The plot, built around a revenge motif never develops sustained tension between its parts.  This is not so much because it’s easy to guess the missing details that are laboriously patently and crudely withheld from the audience in order to try to give the story some narrative oppositions.  The lack of tension is related to the direction itself, the choice made to make a certain sort of realist production and the way in which the film has been composed out of its series of set ups and shots.  Arnold seems unable to sustain shots of any length that might have the energy to create their own temporal or spacial hold on the audience.  The film sometimes looks like it has been desperately rescued in the edit.  The cutting from shot to shot, the use of close up serves to direct the face of the audience to where the director believes we should be led.   But the banality of – shot – reaction –  shot – leaves the film bereft of edge and inventiveness. 
 
The plot itself is a vehicle crippled by inconstancies and implausibility’s.  Some of these highlight the discrepant elements in the film, the mythic subsumed by the realist,that conspire to work against each other.  For instance when Jackie emerges from one visit to  the high rise she goes to catch her bus back home.  As she climbs aboard to pay the driver she realises that she has lost her purse.  She fumbles in bag and pockets and realising she hasn’t the money to pay for her ticket asks to be carried for free.  At this point the film loses its plot.   The loss of her purse is glossed over by Jackie, who reacts to the event by ignoring its significance.  A purse isn’t just any personal appurtenance.
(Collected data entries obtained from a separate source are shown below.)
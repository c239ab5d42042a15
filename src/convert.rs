//! Caller-supplied converter tables.
//!
//! Three independent tables, fixed once a coder is built:
//! - text encoders, keyed by the *runtime* type of a scalar leaf, used only
//!   when rendering text;
//! - type decoders, keyed by a field's *declared* scalar type;
//! - field decoders, keyed by (record type, field name).
use std::any::{Any, TypeId};
use std::collections::HashMap;
use std::fmt;
use std::sync::Arc;

use crate::error::ConvertError;
use crate::record::Record;
use crate::scalar::{Scalar, ScalarValue};
use crate::tree::Tree;

pub type TextEncoder = Arc<dyn Fn(&Scalar) -> Result<Tree, ConvertError> + Send + Sync>;
pub type ScalarDecoder = Arc<dyn Fn(&Tree) -> Result<Scalar, ConvertError> + Send + Sync>;

#[derive(Clone, Default)]
pub struct Converters {
    text_encoders: HashMap<TypeId, TextEncoder>,
    type_decoders: HashMap<TypeId, ScalarDecoder>,
    field_decoders: HashMap<TypeId, HashMap<String, ScalarDecoder>>,
}

impl Converters {
    pub fn new() -> Self {
        Self::default()
    }

    /// Render scalars whose runtime type is `T` through `encode`.
    pub fn text_encoder<T, R, F>(mut self, encode: F) -> Self
    where
        T: Any,
        R: Into<Tree>,
        F: Fn(&T) -> R + Send + Sync + 'static,
    {
        let encoder: TextEncoder = Arc::new(move |scalar: &Scalar| {
            scalar
                .downcast_ref::<T>()
                .map(|v| encode(v).into())
                .ok_or_else(|| ConvertError::new(format!("unexpected {} scalar", scalar.type_name())))
        });
        self.text_encoders.insert(TypeId::of::<T>(), encoder);
        self
    }

    /// Decoder for every field declared as `S` (unless a field decoder wins).
    pub fn type_decoder<S, F>(mut self, decode: F) -> Self
    where
        S: ScalarValue,
        F: Fn(&Tree) -> Result<S, ConvertError> + Send + Sync + 'static,
    {
        let decoder: ScalarDecoder = Arc::new(move |raw: &Tree| decode(raw).map(|v| v.to_scalar()));
        self.type_decoders.insert(S::scalar_type().id(), decoder);
        self
    }

    /// Decoder for one field of record `R`.
    pub fn field_decoder<R, S, F>(mut self, field: &str, decode: F) -> Self
    where
        R: Record,
        S: ScalarValue,
        F: Fn(&Tree) -> Result<S, ConvertError> + Send + Sync + 'static,
    {
        let decoder: ScalarDecoder = Arc::new(move |raw: &Tree| decode(raw).map(|v| v.to_scalar()));
        self.insert_field_decoder(TypeId::of::<R>(), field, decoder);
        self
    }

    pub fn insert_field_decoder(&mut self, record: TypeId, field: &str, decoder: ScalarDecoder) {
        self.field_decoders.entry(record).or_default().insert(field.to_owned(), decoder);
    }

    pub fn text_encoder_for(&self, runtime_type: TypeId) -> Option<&TextEncoder> {
        self.text_encoders.get(&runtime_type)
    }

    pub fn type_decoder_for(&self, declared_type: TypeId) -> Option<&ScalarDecoder> {
        self.type_decoders.get(&declared_type)
    }

    pub fn field_decoder_for(&self, record: TypeId, field: &str) -> Option<&ScalarDecoder> {
        self.field_decoders.get(&record)?.get(field)
    }
}

impl fmt::Debug for Converters {
    fn fmt(&self, f: &mut fmt::Formatter<'_>) -> fmt::Result {
        f.debug_struct("Converters")
            .field("text_encoders", &self.text_encoders.len())
            .field("type_decoders", &self.type_decoders.len())
            .field("field_decoders", &self.field_decoders.values().map(HashMap::len).sum::<usize>())
            .finish()
    }
}

#[cfg(test)]
mod tests {
    use super::*;
    use chrono::NaiveDate;

    crate::record! {
        struct Holder { when: NaiveDate }
    }

    #[test]
    fn text_encoder_is_keyed_by_runtime_type() {
        let c = Converters::new().text_encoder(|d: &NaiveDate| d.format("%d/%m/%Y").to_string());
        let date = Scalar::opaque(NaiveDate::from_ymd_opt(2021, 2, 3).unwrap());
        let enc = c.text_encoder_for(date.runtime_type()).unwrap();
        assert_eq!(enc(&date).unwrap(), Tree::from("03/02/2021"));
        assert!(c.text_encoder_for(TypeId::of::<i64>()).is_none());
    }

    #[test]
    fn decoders_are_looked_up_by_declared_type_and_field() {
        let c = Converters::new()
            .type_decoder(|raw: &Tree| raw.expect_str().map(str::len).map(|n| n as i64))
            .field_decoder::<Holder, _, _>("when", |raw: &Tree| {
                NaiveDate::parse_from_str(raw.expect_str()?, "%d.%m.%Y").map_err(ConvertError::new)
            });
        let by_type = c.type_decoder_for(TypeId::of::<i64>()).unwrap();
        assert_eq!(by_type(&Tree::from("abcd")).unwrap(), Scalar::Int(4));
        let by_field = c.field_decoder_for(TypeId::of::<Holder>(), "when").unwrap();
        assert_eq!(
            by_field(&Tree::from("01.02.2003")).unwrap(),
            Scalar::opaque(NaiveDate::from_ymd_opt(2003, 2, 1).unwrap())
        );
        assert!(c.field_decoder_for(TypeId::of::<Holder>(), "other").is_none());
    }
}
It is the most deeply personal, containing the core of identity being and sexuality.  When you return from  the troll’s den and discover that you’ve left your purse behind this is an event that changes everything that puts something within you at risk. To dismiss the loss as an unfortunate accident is  a sign that in service to the demands and machinations of the script, you have left your film behind.  And perhaps your soul.   The only function of the incident is to set up later sequences in the film.
 
Red Road feels like a film that is constantly falling between stools, wanting to have everything all ways.  It wants to be a little bit mythic in its story but it mostly wants to be realist.  A sort of mixture of Cocteau and Ken Loach.  It wants its heroine finally to be a good woman and do the right thing; it wants its villain to be ultimately a good man.  Everyone in the end is good and does the right thing.   Red Road ends up like bland TV programme trying to please everyone.  Somewhere withinin the genesis of the film  is a strong idea seeking expression that is never realised.